In a recent New Yorker article, Stephen Greenblatt, the noted Shakespeare scholar, includes in an interesting essay on the ancient philosopher Lucretius a revealing story about his mother. She was obsessed with a fear of death.
Not, her son writes, a dread of what might lie beyond the grave but of the act of dying itself, the end of her existence. She brooded on this, especially when any family member would leave the house; and her worries about her heart and her health, along with her intense anxiety, got passed on, as such things do, to her children.
The irony is that Greenblatt's mother lived to be almost 90. Yet what she suffered! Her son takes comfort in the words of Lucretius, from his 2000-year-old poem, "On the Nature of Things," an idea found in other literature: 'Death is nothing to us.' When we are gone from this earth, we won't feel because we won't be.
For the person like me who wants to believe in some idea of the soul, or of some immaterial me, living on, Lucretius is of limited comfort. Still, his is an important voice in the vast literature of mortality. What poet has not reflected on the cruelty or inevitability of death? On the need to value and be grateful for the years we are given rather than live in dread of the big sleep that awaits us?
I have come to see my death as a long, peaceful sleep, the end of the "slings and arrows" that age has brought: the slowing down of the body, the medications and doctors' visits, the pains and aches. I could not imagine going on forever with this body and will be relieved to give it up when the time comes.
And if the body, with its brain, is gone, how can consciousness survive? If I cease to be my conscious self, in what sense can I say I survive in an afterlife? What part of my "true self" continues? Any answer we give is a speculation about the ultimate mystery.
If we become one with God, does our individual essence cease to be? Not according to orthodox Christian belief. One contemporary theologian, John S. Dunne of Notre Dame, even speculates in his book The Circle Dance of Time about an eternal consciousness.
He wonders if our union with God after death may be conscious rather than a perception of God as an object.
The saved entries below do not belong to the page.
//! Edge detection pipeline: blur, gradient, non-maximum suppression,
//! double thresholding and hysteresis linking.
//!
//! Each stage is a pure function consuming the previous stage's freshly
//! allocated grid; [`detect_edges`] chains all five.

use crate::grid::{Grid, Kernel};
use crate::trace::{trace_event, trace_span};
use crate::util::EdgeScreenResult;

pub mod convolve;
pub mod gradient;
pub mod hysteresis;
pub mod nms;
pub mod threshold;

pub use convolve::convolve;
pub use gradient::{gradient, GradientKernels, GradientMap};
pub use hysteresis::link;
pub use nms::suppress;
pub use threshold::{threshold, EdgeState, StateGrid};

/// Configuration for the edge detection pipeline.
///
/// Defaults: a 5x5 Gaussian blur over 159, the Sobel pair, ratios
/// (0.05, 0.12) and marker values (25, 255).
#[derive(Clone, Debug)]
pub struct EdgeConfig {
    /// Blur kernel applied before gradient estimation.
    pub blur: Kernel,
    /// Directional kernel pair for gradient estimation.
    pub gradient: GradientKernels,
    /// Low threshold as a fraction of the high threshold, in (0, 1).
    pub low_ratio: f64,
    /// High threshold as a fraction of the magnitude maximum, in (0, 1).
    pub high_ratio: f64,
    /// Marker value rendered for weak border cells in the final map.
    pub weak_value: f64,
    /// Marker value rendered for edge cells in the final map.
    pub strong_value: f64,
}

impl Default for EdgeConfig {
    fn default() -> Self {
        Self {
            blur: Kernel::gaussian_5x5(),
            gradient: GradientKernels::sobel(),
            low_ratio: 0.05,
            high_ratio: 0.12,
            weak_value: 25.0,
            strong_value: 255.0,
        }
    }
}

/// Runs the full edge detection pipeline on a grayscale grid.
pub fn detect_edges(image: &Grid, config: &EdgeConfig) -> EdgeScreenResult<Grid> {
    let _guard = trace_span!("detect_edges").entered();
    let blurred = convolve(image, &config.blur)?;
    let grad = gradient(&blurred, &config.gradient)?;
    let thinned = suppress(&grad.magnitude, &grad.direction)?;
    let states = threshold(&thinned, config.low_ratio, config.high_ratio)?;
    let map = link(&states, config.weak_value, config.strong_value);
    trace_event!("edges_linked", width = map.width(), height = map.height());
    Ok(map)
}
Distinguishing between consciousness and perception, he suggests, following Nicholas of Cusa, a mystical theologian, that there is a oneness with God that is "nonetheless conscious." And if we can say there is oneness with God after death, "we can also say there is consciousness after death." (emphasis added)
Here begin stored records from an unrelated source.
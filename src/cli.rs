use clap::{Parser, Subcommand};

#[derive(Parser)]
#[command(name = "veriflow", about = "Verification code retrieval and challenge handling")]
pub struct Cli {
    /// Path to config file
    #[arg(short, long, default_value = "config/default.toml")]
    pub config: String,

    #[command(subcommand)]
    pub command: Commands,
}

#[derive(Subcommand)]
pub enum Commands {
    /// Wait for a verification mail and print its code
    FetchCode {
        /// Address the code was sent to
        #[arg(short, long)]
        recipient: Option<String>,

        /// Outer retry attempts
        #[arg(short, long)]
        attempts: Option<u32>,

        /// Seconds between outer attempts
        #[arg(short, long)]
        interval: Option<u64>,
    },
    /// Print the effective configuration with secrets redacted
    ShowConfig,
}
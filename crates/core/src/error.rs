use thiserror::Error;

#[derive(Error, Debug)]
pub enum VerifyError {
    /// Mail not arrived yet, cookie not set yet. Always retried locally.
    #[error("not yet available: {0}")]
    NotYetAvailable(String),

    #[error("transport error: {0}")]
    Transport(String),

    #[error("malformed message: {0}")]
    MalformedMessage(String),

    /// Unexpected server reply or page structure.
    #[error("protocol error: {0}")]
    Protocol(String),

    /// The automated page or browser went away.
    #[error("page closed: {0}")]
    PageClosed(String),

    #[error("no verification code after {polls} mailbox polls")]
    PollTimeout { polls: u32 },

    #[error("challenge still unresolved after {rounds} rounds")]
    ChallengeUnresolved { rounds: u32 },

    #[error("gave up after {attempts} attempts{}", cause_suffix(.last_error))]
    RetryExhausted {
        attempts: u32,
        last_error: Option<Box<VerifyError>>,
    },

    #[error("config error: {0}")]
    Config(String),

    #[error("{0}")]
    Other(#[from] anyhow::Error),
}

fn cause_suffix(cause: &Option<Box<VerifyError>>) -> String {
    cause.as_ref().map(|e| format!(": {e}")).unwrap_or_default()
}

impl VerifyError {
    /// Errors a retry loop may swallow and count as a failed attempt.
    pub fn is_transient(&self) -> bool {
        matches!(
            self,
            VerifyError::NotYetAvailable(_)
                | VerifyError::Transport(_)
                | VerifyError::MalformedMessage(_)
                | VerifyError::PollTimeout { .. }
        )
    }

    /// Connection, login and HTTP failures; retry loops log these at error level.
    pub fn is_transport_failure(&self) -> bool {
        matches!(self, VerifyError::Transport(_))
    }
}

impl From<std::io::Error> for VerifyError {
    fn from(err: std::io::Error) -> Self {
        VerifyError::Transport(err.to_string())
    }
}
I have never heard anyone else suggest quite such a possibility. No one knows what such consciousness would consist of: whether we remain aware of ourselves, of others, of life on earth, etc. I am sure that every poetic rendering of heaven, including Dante's, is totally inadequate in expressing what being in the presence of Ultimate Reality would be. Such an experience is beyond words, beyond knowing.
In my youth, I lived with a fear of death, not as acute as Mrs. Greenblatt's; but I could see that the fear of the unknown end, which could come at any moment, was at the root of my other anxieties. Now, as one of the benefits of being a senior, I have found greater peace with this reality. I see myself at the moment of death entering a realm of pure light and peace, not knowing what to expect except that it will be good. As John of the Cross wrote, "I don't know what lies beyond for me; I only know that a great love awaits me."
His is a voice of faith. For all those who, understandably, lack a faith in eternal life, death does not mean a new beginning, but it is not something to be dreaded. It might just be a long, long welcome sleep. And maybe they will wake up surprised to "be" in a wholly new realm.